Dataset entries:
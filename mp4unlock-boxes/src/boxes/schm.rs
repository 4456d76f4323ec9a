use crate::{ParsedBox, Result, fourcc};

/// Scheme Type Box (schm) - identifies the protection scheme.
#[derive(Clone, Debug)]
pub struct SchmBox {
    /// The scheme type as a 4-byte code (e.g., 'cenc', 'cbcs').
    pub scheme_type: u32,
    /// The version of the scheme.
    pub scheme_version: u32,
    /// Optional scheme URI (if flags & 0x000001).
    pub scheme_uri: Option<String>,
}

impl SchmBox {
    /// AES-CTR full sample and subsample encryption.
    pub const CENC: u32 = fourcc(b"cenc");
    /// AES-CTR pattern encryption.
    pub const CENS: u32 = fourcc(b"cens");
    /// AES-CBC full sample and subsample encryption.
    pub const CBC1: u32 = fourcc(b"cbc1");
    /// AES-CBC pattern encryption.
    pub const CBCS: u32 = fourcc(b"cbcs");
    /// PIFF 1.1 track encryption, parameters live in a uuid box.
    pub const PIFF: u32 = fourcc(b"piff");
    /// OMA DCF key management.
    pub const ODKM: u32 = fourcc(b"odkm");

    /// Parse a schm box from a ParsedBox.
    pub fn new(box_: &mut ParsedBox) -> Result<Self> {
        let flags = box_.flags();
        let reader = &mut box_.reader;

        let scheme_type = reader.read_u32()?;
        // Some writers emit a 16-bit version, only the type matters.
        let scheme_version = if reader.remaining() >= 4 {
            reader.read_u32()?
        } else {
            reader.read_u16().map(u32::from).unwrap_or(0)
        };

        let mut scheme_uri = None;

        if flags & 0x000001 != 0 && reader.has_more_data() {
            let bytes = reader.read_to_end()?;
            scheme_uri = Some(
                String::from_utf8_lossy(&bytes)
                    .trim_end_matches('\0')
                    .to_owned(),
            );
        }

        Ok(Self {
            scheme_type,
            scheme_version,
            scheme_uri,
        })
    }

    /// True for the four common encryption schemes.
    pub fn is_common_encryption(&self) -> bool {
        matches!(
            self.scheme_type,
            Self::CENC | Self::CENS | Self::CBC1 | Self::CBCS
        )
    }
}

/// Original Format Box (frma).
#[derive(Clone, Copy, Debug)]
pub struct FrmaBox {
    pub original_format: u32,
}

impl FrmaBox {
    pub fn new(box_: &mut ParsedBox) -> Result<Self> {
        Ok(Self {
            original_format: box_.reader.read_u32()?,
        })
    }
}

TASK DETAILS:
Output the data exactly, from the first line through the line that holds "let bytes = reader.read_to_end()?;", so that no later line appears.

YOUR SOLUTION:
filename mp4unlock-boxes/src/boxes/schm.rs
repository 4456d76f4323ec9a
use crate::{ParsedBox, Result, fourcc};

/// Scheme Type Box (schm) - identifies the protection scheme.
#[derive(Clone, Debug)]
pub struct SchmBox {
    /// The scheme type as a 4-byte code (e.g., 'cenc', 'cbcs').
    pub scheme_type: u32,
    /// The version of the scheme.
    pub scheme_version: u32,
    /// Optional scheme URI (if flags & 0x000001).
    pub scheme_uri: Option<String>,
}

impl SchmBox {
    /// AES-CTR full sample and subsample encryption.
    pub const CENC: u32 = fourcc(b"cenc");
    /// AES-CTR pattern encryption.
    pub const CENS: u32 = fourcc(b"cens");
    /// AES-CBC full sample and subsample encryption.
    pub const CBC1: u32 = fourcc(b"cbc1");
    /// AES-CBC pattern encryption.
    pub const CBCS: u32 = fourcc(b"cbcs");
    /// PIFF 1.1 track encryption, parameters live in a uuid box.
    pub const PIFF: u32 = fourcc(b"piff");
    /// OMA DCF key management.
    pub const ODKM: u32 = fourcc(b"odkm");

    /// Parse a schm box from a ParsedBox.
    pub fn new(box_: &mut ParsedBox) -> Result<Self> {
        let flags = box_.flags();
        let reader = &mut box_.reader;

        let scheme_type = reader.read_u32()?;
        // Some writers emit a 16-bit version, only the type matters.
        let scheme_version = if reader.remaining() >= 4 {
            reader.read_u32()?
        } else {
            reader.read_u16().map(u32::from).unwrap_or(0)
        };

        let mut scheme_uri = None;

        if flags & 0x000001 != 0 && reader.has_more_data() {
            let bytes = reader.read_to_end()?;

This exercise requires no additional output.